The Tyranny of the Tool: How Digital Methodologies Rewire the Humanities in the Age of Data Supremacy
Abstract
As digital humanities gain institutional legitimacy, the proliferation of computational tools and methods has been accompanied by a subtle epistemological shift – one that privileges quantification, scale and algorithmic logic over interpretive nuance, ambiguity and critical reflexivity. This article interrogates the ascendancy of what I term ‘data supremacy’, a mode of knowledge production wherein the tool begins to dictate the question, and methodological convenience overshadows theoretical rigour.
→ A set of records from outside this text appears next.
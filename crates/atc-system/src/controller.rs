//! System composition: wiring, lifecycle, ingest and message routing.
//!
//! The controller owns every component and the shutdown order. All
//! cross-component traffic that is not a registry snapshot flows
//! through the message bus; the controller's pump applies inbound
//! commands to aircraft and logs alerts.

use crate::aircraft::{Aircraft, AircraftTask};
use crate::comm::{
    message_channel, AlertLevel, Message, MessageBus, MessagePayload, MessageReceiver, MessageType,
};
use crate::config::Config;
use crate::display::{DisplaySettings, StatusDisplay};
use crate::engine::SeparationEngine;
use crate::history::HistoryLogger;
use crate::operator::{run_console, CommandExecutor};
use crate::radar::RadarTracker;
use crate::registry::AircraftRegistry;
use crate::runner::{spawn_periodic, spawn_periodic_with_cell, PeriodCell, PeriodicHandle};
use atc_core::ingest::{self, AircraftSeed};
use atc_core::rules::{
    DISPLAY_UPDATE_INTERVAL_MS, HISTORY_LOGGING_INTERVAL_MS, POSITION_UPDATE_INTERVAL_MS,
    SSR_INTERROGATION_INTERVAL_MS,
};
use atc_core::AtcError;
use std::collections::HashMap;
use std::path::Path;
use std::sync::{Arc, Mutex};
use std::time::Duration;
use tokio::task::JoinHandle;
use tokio_util::sync::CancellationToken;

pub struct Controller {
    config: Config,
    registry: Arc<AircraftRegistry>,
    radar: Arc<RadarTracker>,
    engine: Arc<SeparationEngine>,
    history: Arc<HistoryLogger>,
    display: Arc<StatusDisplay>,
    display_settings: Arc<DisplaySettings>,
    display_period: Arc<PeriodCell>,
    bus: MessageBus,
    inbound: Mutex<Option<MessageReceiver>>,
    shutdown: CancellationToken,

    aircraft_tasks: Mutex<HashMap<String, PeriodicHandle>>,
    service_tasks: Mutex<Vec<NamedTask>>,
}

enum NamedTask {
    Periodic(&'static str, PeriodicHandle),
    Plain(&'static str, JoinHandle<()>),
}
Drawing from critical digital studies, decolonial theory and feminist epistemology, I argue that the contemporary digital humanities risk becoming complicit in reproducing the very hierarchies they once sought to dismantle, particularly when computational methodologies are adopted uncritically. By analysing case studies across digital archives, textual analysis projects and algorithmic research in cultural studies, this article foregrounds how digital tools often carry embedded assumptions about neutrality, universality and value assumptions that are anything but innocent. The paper calls for a re-centring of critical theory in digital research design, advocating for epistemic friction rather than seamless integration. It urges scholars to resist the seduction of frictionless datafication and instead engage with the ethical, political and ontological stakes of digital methods. In doing so, the article proposes a more insurgent, justice-oriented digital humanities, one that reclaims the space for critique, contingency and situated knowledge.